Algérianisme
L’algérianisme est un mouvement intellectuel et culturel né en Algérie, dans la première moitié du XXe siècle.
Contexte et nom du mouvement
Algérie et contexte du mouvement
Le terme « algérianisme » est dérivé du nom « Algérie », lequel provient du nom d'Alger, issu du catalan Aldjère[1].
Le nom de l'Algérie évolue de la manière suivante : Régence d'Alger (1516-1830), « Possessions françaises du Nord de l'Afrique » (1830-1839), puis « Algérie » (à partir du , par décret du roi Louis-Philippe).

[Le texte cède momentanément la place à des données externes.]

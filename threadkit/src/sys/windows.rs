//! Windows platform layer.
//!
//! This module provides the Win32 implementation of the threading
//! backend. It mirrors the POSIX layer and exposes identical type and
//! function names.
//!
//! Win32 critical sections are always recursive, so the non-recursive
//! mutex tracks ownership itself. Condition variables are emulated with a
//! waiter count and two events (one auto-reset for `notify_one`, one
//! manual-reset for `notify_all`).

use super::common::{MIN_STACK_SIZE, RawLock, ThreadMain};

use std::cell::UnsafeCell;
use std::ffi::{CStr, c_void};
use std::sync::atomic::{AtomicBool, Ordering};
use std::{io, mem, ptr};

use windows_sys::Win32::Foundation::{CloseHandle, HANDLE, WAIT_OBJECT_0};
use windows_sys::Win32::System::SystemInformation::{GetSystemInfo, SYSTEM_INFO};
use windows_sys::Win32::System::Threading::{
    CRITICAL_SECTION, CreateEventW, CreateThread, DeleteCriticalSection, EnterCriticalSection,
    GetCurrentThread, INFINITE, InitializeCriticalSection, LeaveCriticalSection, ResetEvent,
    STACK_SIZE_PARAM_IS_A_RESERVATION, SetEvent, SetThreadDescription, Sleep,
    TryEnterCriticalSection, WaitForMultipleObjects, WaitForSingleObject,
};

/// Native thread handle type.
pub(crate) type RawThread = HANDLE;

/// Sleep granularity: `Sleep` takes milliseconds.
pub(crate) const TICKS_PER_SECOND: i64 = 1_000;

const FALSE: i32 = 0;
const TRUE: i32 = 1;

/// Owning wrapper around a heap-pinned `CRITICAL_SECTION`.
struct CriticalSection(Box<UnsafeCell<CRITICAL_SECTION>>);

impl CriticalSection {
    fn new() -> Self {
        let section = Box::new(UnsafeCell::new(unsafe { mem::zeroed() }));
        unsafe { InitializeCriticalSection(section.get()) };

        Self(section)
    }

    fn enter(&self) {
        unsafe { EnterCriticalSection(self.0.get()) };
    }

    fn try_enter(&self) -> bool {
        unsafe { TryEnterCriticalSection(self.0.get()) != 0 }
    }

    fn leave(&self) {
        unsafe { LeaveCriticalSection(self.0.get()) };
    }
}

impl Drop for CriticalSection {
    fn drop(&mut self) {
        unsafe { DeleteCriticalSection(self.0.get()) };
    }
}

unsafe impl Send for CriticalSection {}
unsafe impl Sync for CriticalSection {}

/// Locks the emulated condition variable can release and reacquire.
pub(crate) trait CondvarLock: RawLock {}

/// Non-recursive mutex.
///
/// `already_locked` is only touched while the critical section is held.
/// A thread re-entering its own critical section finds it set and sleeps
/// until it clears, which never happens.
pub(crate) struct Mutex {
    section: CriticalSection,
    already_locked: AtomicBool,
}

impl Mutex {
    pub(crate) fn new() -> Self {
        Self {
            section: CriticalSection::new(),
            already_locked: AtomicBool::new(false),
        }
    }
}

impl RawLock for Mutex {
    fn lock(&self) {
        self.section.enter();

        while self.already_locked.load(Ordering::Relaxed) {
            unsafe { Sleep(1000) };
        }

        self.already_locked.store(true, Ordering::Relaxed);
    }

    fn try_lock(&self) -> bool {
        if !self.section.try_enter() {
            return false;
        }

        if self.already_locked.load(Ordering::Relaxed) {
            self.section.leave();
            return false;
        }

        self.already_locked.store(true, Ordering::Relaxed);
        true
    }

    unsafe fn unlock(&self) {
        self.already_locked.store(false, Ordering::Relaxed);
        self.section.leave();
    }
}

impl CondvarLock for Mutex {}

/// Recursive mutex; the critical section keeps the acquisition count.
pub(crate) struct RecursiveMutex {
    section: CriticalSection,
}

impl RecursiveMutex {
    pub(crate) fn new() -> Self {
        Self {
            section: CriticalSection::new(),
        }
    }
}

impl RawLock for RecursiveMutex {
    fn lock(&self) {
        self.section.enter();
    }

    fn try_lock(&self) -> bool {
        self.section.try_enter()
    }

    unsafe fn unlock(&self) {
        self.section.leave();
    }
}

impl CondvarLock for RecursiveMutex {}

/// Index of the auto-reset event used by `notify_one`.
const SIGNAL: usize = 0;

/// Index of the manual-reset event used by `notify_all`.
const BROADCAST: usize = 1;

/// Emulated condition variable.
pub(crate) struct Condvar {
    events: [HANDLE; 2],

    /// Number of threads between registering and finishing a wait.
    /// Guarded by `waiters_lock`.
    waiters: UnsafeCell<u32>,
    waiters_lock: CriticalSection,
}

unsafe impl Send for Condvar {}
unsafe impl Sync for Condvar {}

impl Condvar {
    pub(crate) fn new() -> Self {
        let signal = unsafe { CreateEventW(ptr::null(), FALSE, FALSE, ptr::null()) };
        assert!(!signal.is_null(), "CreateEventW failed");

        let broadcast = unsafe { CreateEventW(ptr::null(), TRUE, FALSE, ptr::null()) };
        assert!(!broadcast.is_null(), "CreateEventW failed");

        Self {
            events: [signal, broadcast],
            waiters: UnsafeCell::new(0),
            waiters_lock: CriticalSection::new(),
        }
    }

    /// Releases `lock`, blocks until signalled, then reacquires `lock`.
    ///
    /// The waiter is counted before `lock` is released, so a notification
    /// issued after the caller's predicate check is never lost.
    ///
    /// # Safety
    ///
    /// The calling thread must hold `lock`.
    pub(crate) unsafe fn wait<L: CondvarLock>(&self, lock: &L) {
        self.waiters_lock.enter();
        unsafe { *self.waiters.get() += 1 };
        self.waiters_lock.leave();

        unsafe { lock.unlock() };
        self.park();
        lock.lock();
    }

    fn park(&self) {
        let result = unsafe { WaitForMultipleObjects(2, self.events.as_ptr(), FALSE, INFINITE) };

        self.waiters_lock.enter();
        let last_waiter = unsafe {
            let waiters = &mut *self.waiters.get();
            *waiters -= 1;
            result == WAIT_OBJECT_0 + BROADCAST as u32 && *waiters == 0
        };
        self.waiters_lock.leave();

        if last_waiter {
            unsafe { ResetEvent(self.events[BROADCAST]) };
        }
    }

    fn has_waiters(&self) -> bool {
        self.waiters_lock.enter();
        let waiting = unsafe { *self.waiters.get() } > 0;
        self.waiters_lock.leave();

        waiting
    }

    pub(crate) fn notify_one(&self) {
        if self.has_waiters() {
            unsafe { SetEvent(self.events[SIGNAL]) };
        }
    }

    pub(crate) fn notify_all(&self) {
        if self.has_waiters() {
            unsafe { SetEvent(self.events[BROADCAST]) };
        }
    }
}

impl Drop for Condvar {
    fn drop(&mut self) {
        for event in self.events {
            unsafe { CloseHandle(event) };
        }
    }
}

/// A started thread that has been neither joined nor detached.
pub(crate) struct NativeThread {
    handle: HANDLE,
}

unsafe impl Send for NativeThread {}
unsafe impl Sync for NativeThread {}

impl NativeThread {
    /// Starts `main` on a new thread.
    pub(crate) fn spawn(stack_size: Option<usize>, main: ThreadMain) -> io::Result<Self> {
        let payload = Box::into_raw(Box::new(main));

        let (size, flags) = match stack_size {
            Some(size) => (size.max(MIN_STACK_SIZE), STACK_SIZE_PARAM_IS_A_RESERVATION),
            None => (0, 0),
        };

        let handle = unsafe {
            CreateThread(
                ptr::null(),
                size,
                Some(thread_start),
                payload as *const c_void,
                flags,
                ptr::null_mut(),
            )
        };

        if handle.is_null() {
            let error = io::Error::last_os_error();
            drop(unsafe { Box::from_raw(payload) });
            return Err(error);
        }

        Ok(Self { handle })
    }

    /// Blocks until the thread has finished, then closes its handle.
    pub(crate) fn join(self) {
        unsafe {
            WaitForSingleObject(self.handle, INFINITE);
            CloseHandle(self.handle);
        }
    }

    /// Closes the handle; the thread keeps running on its own.
    pub(crate) fn detach(self) {
        unsafe { CloseHandle(self.handle) };
    }

    pub(crate) fn raw(&self) -> RawThread {
        self.handle
    }
}

unsafe extern "system" fn thread_start(arg: *mut c_void) -> u32 {
    let main = unsafe { Box::from_raw(arg as *mut ThreadMain) };
    main();
    0
}

/// Names the calling thread.
pub(crate) fn set_current_name(name: &CStr) {
    let wide: Vec<u16> = name
        .to_string_lossy()
        .encode_utf16()
        .chain(std::iter::once(0))
        .collect();

    unsafe {
        SetThreadDescription(GetCurrentThread(), wide.as_ptr());
    }
}

/// Sleeps for `ticks` milliseconds.
pub(crate) fn sleep_ticks(ticks: u64) {
    // `INFINITE` is a sentinel, so sleep in chunks just below it.
    let mut remaining = ticks;

    while remaining > 0 {
        let chunk = remaining.min(u64::from(INFINITE - 1));
        unsafe { Sleep(chunk as u32) };
        remaining -= chunk;
    }
}

/// Offers the processor to another ready thread.
pub(crate) fn yield_now() {
    unsafe { Sleep(0) };
}

/// Number of logical processors, or `0` when the system cannot tell.
pub(crate) fn hardware_concurrency() -> u32 {
    let mut info: SYSTEM_INFO = unsafe { mem::zeroed() };
    unsafe { GetSystemInfo(&mut info) };

    info.dwNumberOfProcessors
}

Entre 1860 et 1900, le solde migratoire de l'Algérie reste élevé, du fait du maintien des migrations européennes. Un enjeu de l'algérianisme est la manière dont ces nouveaux habitants se nomment et se considèrent.
Algériens
Le vocable « algérien » découle du nom Algérie. Non reconnu par les autorités pendant ses premiers emplois, il devient rapidement un terme d'usage. Les français arrivés en Algérie se désignent ainsi par conscience identitaire.[réf. nécessaire] Sans en avoir conscience, ils préfigurent ainsi la réflexion de l'algérianisme sur l'identité algérienne.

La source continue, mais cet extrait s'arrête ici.